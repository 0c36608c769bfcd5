//! SMPTE ST 12-1 timecode values.
//!
//! A [`Timecode`] is a non-negative duration at nanosecond precision tagged
//! with the [`Rate`] used to assign its address labels. It provides:
//! - Parsing and formatting of `hh:mm:ss:ff` / `hh:mm:ss;ff` with an
//!   optional `@rate` suffix
//! - Frame number, second and millisecond conversion
//! - Arithmetic that clips to zero instead of going negative
//! - The packed 64-bit form used for storage and fast comparison
//!
//! A timecode parsed without a rate keeps its literal `h:m:s` and stores the
//! frame number in the nanosecond part. Frame and duration math is
//! meaningless for such values until a rate is assigned with
//! [`Timecode::set_rate`].

use crate::dropframe;
use crate::error::{Result, TimecodeError};
use crate::packed;
use crate::rate::{Rate, ID_UNKNOWN, ID_UNKNOWN_DF, ID_USER, NANOS_PER_SECOND};
use crate::smpte::SmpteTimecode;
#[cfg(feature = "serde")]
use serde::{Deserialize, Deserializer, Serialize, Serializer};
use std::cmp::Ordering;
use std::fmt;
use std::hash::{Hash, Hasher};
use std::ops::{Add, Sub};
use std::str::FromStr;
use std::time::Duration;
use tracing::warn;

/// Text form of the zero timecode.
pub const ORIGIN: &str = "00:00:00:00";

/// A timecode: a duration tagged with an edit rate.
#[derive(Debug, Clone, Copy)]
pub struct Timecode {
    rate: Rate,
    nanos: u64,
}

impl Timecode {
    /// Zero duration without a rate.
    pub const ZERO: Self = Self {
        rate: Rate::IDENTITY,
        nanos: 0,
    };

    /// Packed value marking an invalid timecode.
    pub const INVALID: u64 = packed::INVALID;

    /// Largest storable duration in nanoseconds.
    pub const MASK: u64 = packed::TIME_MASK;

    /// Create a timecode from a duration and a rate.
    ///
    /// The duration is clipped to the rate's frame interval before storage.
    #[must_use]
    pub fn new(duration: Duration, rate: Rate) -> Self {
        Self::from_nanos(i64::try_from(duration.as_nanos()).unwrap_or(i64::MAX), rate)
    }

    fn from_nanos(nanos: i64, rate: Rate) -> Self {
        let limit = packed::TIME_MASK as i64;
        let nanos = if nanos > limit {
            warn!("Duration of {} ns exceeds the timecode range, saturating", nanos);
            limit
        } else {
            nanos
        };
        let nanos = rate.truncate_nanos(nanos, 2).clamp(0, limit);
        Self {
            rate,
            nanos: nanos as u64,
        }
    }

    /// Parse a timecode of form `hh:mm:ss:ff[@rate]`.
    ///
    /// A `;` anywhere in the text marks a drop-frame timecode. Without a rate
    /// suffix the frame number is kept as a raw nanosecond value until
    /// [`Timecode::set_rate`] is called. With a suffix the segments count
    /// nominal frames at the rate, and drop-frame labels are mapped back to
    /// the true frame number. Empty text parses as [`ORIGIN`].
    ///
    /// Fewer than four segments are accepted and fill from the hours side.
    pub fn parse(text: &str) -> Result<Self> {
        let text = if text.is_empty() { ORIGIN } else { text };
        let is_drop = text.contains(';');

        let (body, rate) = match text.split_once('@') {
            Some((body, rate)) => (body, Some(Rate::parse(rate)?)),
            None => (text, None),
        };

        let mut parts = [0u64; 4];
        for (i, segment) in body.split([':', ';']).enumerate() {
            let value = segment
                .parse::<u64>()
                .map_err(|_| TimecodeError::timecode_syntax(body))?;
            match parts.get_mut(i) {
                Some(part) => *part = value,
                None => return Err(TimecodeError::timecode_syntax(body)),
            }
        }
        let [hours, minutes, seconds, frames] = parts;

        match rate {
            Some(rate) => {
                let fps = rate.fps() as u64;
                let label = hours
                    .saturating_mul(3600)
                    .saturating_add(minutes.saturating_mul(60))
                    .saturating_add(seconds)
                    .saturating_mul(fps)
                    .saturating_add(frames);
                let frame = if is_drop {
                    dropframe::true_frame(label, &rate)
                } else {
                    label
                };
                Ok(Self::at_frame(frame, rate))
            }
            None => {
                let nanos = hours
                    .saturating_mul(3600)
                    .saturating_add(minutes.saturating_mul(60))
                    .saturating_add(seconds)
                    .saturating_mul(NANOS_PER_SECOND as u64)
                    .saturating_add(frames);
                let rate = if is_drop {
                    Rate::IDENTITY_DF
                } else {
                    Rate::IDENTITY
                };
                Ok(Self::from_nanos(
                    i64::try_from(nanos).unwrap_or(i64::MAX),
                    rate,
                ))
            }
        }
    }

    fn at_frame(frame: u64, rate: Rate) -> Self {
        let nanos = rate.frame_start(frame);
        Self::from_nanos(i64::try_from(nanos).unwrap_or(i64::MAX), rate)
    }

    /// Rebuild a timecode from its packed form.
    ///
    /// Returns `None` for [`Timecode::INVALID`]. A user-defined rate cannot
    /// be recovered from its tag, so such values come back with
    /// [`Rate::INVALID`] and keep their duration until a rate is assigned.
    #[must_use]
    pub fn from_bits(bits: u64) -> Option<Self> {
        let (id, nanos) = packed::unpack(bits)?;
        let rate = match id {
            ID_USER => Rate::INVALID,
            id => Rate::lookup(id).unwrap_or(Rate::IDENTITY),
        };
        Some(Self { rate, nanos })
    }

    /// The packed 64-bit form: rate tag in the top 5 bits, duration below.
    #[must_use]
    pub fn to_bits(&self) -> u64 {
        packed::pack(self.rate.id(), self.nanos)
    }

    /// Unpack an SMPTE BCD word. The result carries no rate yet.
    ///
    /// User bits are accepted but not interpreted.
    #[must_use]
    pub fn from_smpte(word: u32, user_bits: u32) -> Self {
        SmpteTimecode::new(word, user_bits).to_timecode()
    }

    /// Unpack an SMPTE BCD word and assign a rate given as frames per
    /// second. A zero, negative or NaN `fps` leaves the rate unset.
    #[must_use]
    pub fn from_smpte_with_rate(word: u32, user_bits: u32, fps: f32) -> Self {
        let tc = Self::from_smpte(word, user_bits);
        if fps.is_nan() || fps <= 0.0 {
            return tc;
        }
        tc.with_rate(Rate::from_float(fps))
    }

    /// Pack into an SMPTE BCD word with empty user bits.
    #[must_use]
    pub fn to_smpte(&self) -> SmpteTimecode {
        SmpteTimecode::from_timecode(self)
    }

    /// The timecode's edit rate.
    #[must_use]
    pub fn rate(&self) -> Rate {
        self.rate
    }

    /// The duration part of the timecode.
    #[must_use]
    pub fn duration(&self) -> Duration {
        Duration::from_nanos(self.nanos)
    }

    /// Whether the duration part is zero. The rate is not considered.
    #[must_use]
    pub fn is_zero(&self) -> bool {
        self.nanos == 0
    }

    /// Assign a new rate.
    ///
    /// A timecode without a rate has its literal `h:m:s` and frame value
    /// read as a label at the new rate, with drop-frame labels mapped to the
    /// true frame number. A timecode that already has a rate keeps its
    /// frame number, so its duration changes with the rate.
    pub fn set_rate(&mut self, rate: Rate) {
        *self = match self.rate.id() {
            ID_UNKNOWN | ID_UNKNOWN_DF => {
                let seconds = self.nanos / NANOS_PER_SECOND as u64;
                let frames = self.nanos % NANOS_PER_SECOND as u64;
                let label = seconds
                    .saturating_mul(rate.fps() as u64)
                    .saturating_add(frames);
                Self::at_frame(dropframe::true_frame(label, &rate), rate)
            }
            _ if !self.rate.is_valid() => {
                Self::from_nanos(self.nanos as i64, rate)
            }
            _ => Self::at_frame(self.frame(), rate),
        };
    }

    /// Like [`Timecode::set_rate`], consuming and returning the value.
    #[must_use]
    pub fn with_rate(mut self, rate: Rate) -> Self {
        self.set_rate(rate);
        self
    }

    /// Move to frame number `frame`, keeping the current rate.
    pub fn set_frame(&mut self, frame: u64) {
        *self = Self::at_frame(frame, self.rate);
    }

    /// Like [`Timecode::set_frame`], consuming and returning the value.
    #[must_use]
    pub fn with_frame(mut self, frame: u64) -> Self {
        self.set_frame(frame);
        self
    }

    /// Frame number at the timecode's own rate.
    ///
    /// This is not a real frame count for a timecode without a rate.
    #[must_use]
    pub fn frame(&self) -> u64 {
        self.frame_at_rate(&self.rate)
    }

    /// Frame number of the timecode's duration at `rate`.
    ///
    /// A rate with a zero numerator counts one frame per nanosecond.
    #[must_use]
    pub fn frame_at_rate(&self, rate: &Rate) -> u64 {
        match rate.id() {
            // the frame within the current second is stored as nanoseconds
            ID_UNKNOWN | ID_UNKNOWN_DF => (rate.fps() as u64)
                .saturating_mul(self.nanos / NANOS_PER_SECOND as u64)
                .saturating_add(self.nanos % NANOS_PER_SECOND as u64),
            _ => rate.frame_at(self.nanos),
        }
    }

    /// Whole seconds covered by the timecode.
    ///
    /// Nearly all frame durations are periodic fractions (33.3666... ms at
    /// 29.97 fps) so durations carried in from elsewhere may fall a few
    /// nanoseconds short of the second. A 1 ms bias absorbs that.
    #[must_use]
    pub fn second(&self) -> u64 {
        (self.nanos as f64 / NANOS_PER_SECOND as f64 + 0.001).floor() as u64
    }

    /// Whole milliseconds covered by the timecode.
    #[must_use]
    pub fn millisecond(&self) -> u64 {
        self.nanos / 1_000_000
    }

    /// Shift by `delta` nanoseconds. Results below zero clip to zero.
    #[must_use]
    pub fn add_nanos(&self, delta: i64) -> Self {
        Self::from_nanos((self.nanos as i64).saturating_add(delta), self.rate)
    }

    /// Shift by `frames` frames at the current rate. Results below zero clip
    /// to zero.
    ///
    /// The offset into the current frame is carried over to the new frame.
    #[must_use]
    pub fn add_frames(&self, frames: i64) -> Self {
        let frame = self.rate.frame_at(self.nanos);
        let offset = self.nanos.saturating_sub(self.rate.frame_start(frame));
        let target = i64::try_from(frame)
            .unwrap_or(i64::MAX)
            .saturating_add(frames);
        match u64::try_from(target) {
            Ok(target) => {
                let nanos = self.rate.frame_start(target).saturating_add(offset);
                Self::from_nanos(i64::try_from(nanos).unwrap_or(i64::MAX), self.rate)
            }
            Err(_) => Self::from_nanos(0, self.rate),
        }
    }

    /// Signed difference `self - other` in nanoseconds.
    #[must_use]
    pub fn difference(&self, other: &Self) -> i64 {
        self.nanos as i64 - other.nanos as i64
    }

    /// Label fields `(hh, mm, ss, ff)` after drop-frame adjustment.
    ///
    /// A timecode whose rate is not usable is labelled like one without a
    /// rate, so the frame field holds the nanoseconds within the second.
    pub(crate) fn label_fields(&self) -> (u64, u64, u64, u64) {
        let rate = if self.rate.is_valid() {
            self.rate
        } else {
            Rate::IDENTITY
        };
        let fps = rate.fps() as u64;
        let label = dropframe::display_frame(self.frame_at_rate(&rate), &rate);
        (
            label / (fps * 3600),
            label / (fps * 60) % 60,
            label / fps % 60,
            label % fps,
        )
    }

    /// The timecode as text, followed by `@rate` when a usable rate is set.
    #[must_use]
    pub fn to_string_with_rate(&self) -> String {
        match self.rate.id() {
            ID_UNKNOWN | ID_UNKNOWN_DF => self.to_string(),
            _ if !self.rate.is_valid() => self.to_string(),
            _ => format!("{}@{}", self, self.rate.float_string()),
        }
    }
}

impl Default for Timecode {
    fn default() -> Self {
        Self::ZERO
    }
}

impl fmt::Display for Timecode {
    fn fmt(&self, f: &mut fmt::Formatter<'_>) -> fmt::Result {
        let (hh, mm, ss, ff) = self.label_fields();
        let separator = if self.rate.is_drop() { ';' } else { ':' };
        write!(f, "{:02}:{:02}:{:02}{}{:02}", hh, mm, ss, separator, ff)
    }
}

impl FromStr for Timecode {
    type Err = TimecodeError;

    fn from_str(s: &str) -> Result<Self> {
        Self::parse(s)
    }
}

impl PartialEq for Timecode {
    fn eq(&self, other: &Self) -> bool {
        self.nanos == other.nanos && self.rate.id() == other.rate.id() && self.rate == other.rate
    }
}

impl Eq for Timecode {}

impl Hash for Timecode {
    fn hash<H: Hasher>(&self, state: &mut H) {
        self.nanos.hash(state);
        self.rate.id().hash(state);
        self.rate.hash(state);
    }
}

impl PartialOrd for Timecode {
    fn partial_cmp(&self, other: &Self) -> Option<Ordering> {
        Some(self.cmp(other))
    }
}

impl Ord for Timecode {
    fn cmp(&self, other: &Self) -> Ordering {
        self.nanos
            .cmp(&other.nanos)
            .then_with(|| self.rate.id().cmp(&other.rate.id()))
            .then_with(|| other.rate.frame_nanos().cmp(&self.rate.frame_nanos()))
    }
}

impl Add<Duration> for Timecode {
    type Output = Self;

    fn add(self, rhs: Duration) -> Self {
        self.add_nanos(i64::try_from(rhs.as_nanos()).unwrap_or(i64::MAX))
    }
}

impl Sub<Duration> for Timecode {
    type Output = Self;

    fn sub(self, rhs: Duration) -> Self {
        self.add_nanos(i64::try_from(rhs.as_nanos()).map_or(i64::MIN, |n| -n))
    }
}

#[cfg(feature = "serde")]
impl Serialize for Timecode {
    fn serialize<S>(&self, serializer: S) -> std::result::Result<S::Ok, S::Error>
    where
        S: Serializer,
    {
        serializer.serialize_str(&self.to_string_with_rate())
    }
}

#[cfg(feature = "serde")]
impl<'de> Deserialize<'de> for Timecode {
    fn deserialize<D>(deserializer: D) -> std::result::Result<Self, D::Error>
    where
        D: Deserializer<'de>,
    {
        use serde::de::Error;

        // text form, or the packed form as kept in an integer column
        #[derive(Deserialize)]
        #[serde(untagged)]
        enum Repr {
            Text(String),
            Bits(u64),
        }

        match Option::<Repr>::deserialize(deserializer)? {
            None => Ok(Self::ZERO),
            Some(Repr::Text(text)) => Self::parse(&text).map_err(D::Error::custom),
            Some(Repr::Bits(bits)) => {
                Self::from_bits(bits).ok_or_else(|| D::Error::custom("invalid packed timecode"))
            }
        }
    }
}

**Exercise description:** Using the entries above, give back exactly the line containing "pub const ORIGIN: &str", the line containing "pub fn parse(text: &str)", and every line between them, and nothing else.

**Answer below:**
pub const ORIGIN: &str = "00:00:00:00";

/// A timecode: a duration tagged with an edit rate.
#[derive(Debug, Clone, Copy)]
pub struct Timecode {
    rate: Rate,
    nanos: u64,
}

impl Timecode {
    /// Zero duration without a rate.
    pub const ZERO: Self = Self {
        rate: Rate::IDENTITY,
        nanos: 0,
    };

    /// Packed value marking an invalid timecode.
    pub const INVALID: u64 = packed::INVALID;

    /// Largest storable duration in nanoseconds.
    pub const MASK: u64 = packed::TIME_MASK;

    /// Create a timecode from a duration and a rate.
    ///
    /// The duration is clipped to the rate's frame interval before storage.
    #[must_use]
    pub fn new(duration: Duration, rate: Rate) -> Self {
        Self::from_nanos(i64::try_from(duration.as_nanos()).unwrap_or(i64::MAX), rate)
    }

    fn from_nanos(nanos: i64, rate: Rate) -> Self {
        let limit = packed::TIME_MASK as i64;
        let nanos = if nanos > limit {
            warn!("Duration of {} ns exceeds the timecode range, saturating", nanos);
            limit
        } else {
            nanos
        };
        let nanos = rate.truncate_nanos(nanos, 2).clamp(0, limit);
        Self {
            rate,
            nanos: nanos as u64,
        }
    }

    /// Parse a timecode of form `hh:mm:ss:ff[@rate]`.
    ///
    /// A `;` anywhere in the text marks a drop-frame timecode. Without a rate
    /// suffix the frame number is kept as a raw nanosecond value until
    /// [`Timecode::set_rate`] is called. With a suffix the segments count
    /// nominal frames at the rate, and drop-frame labels are mapped back to
    /// the true frame number. Empty text parses as [`ORIGIN`].
    ///
    /// Fewer than four segments are accepted and fill from the hours side.
    pub fn parse(text: &str) -> Result<Self> {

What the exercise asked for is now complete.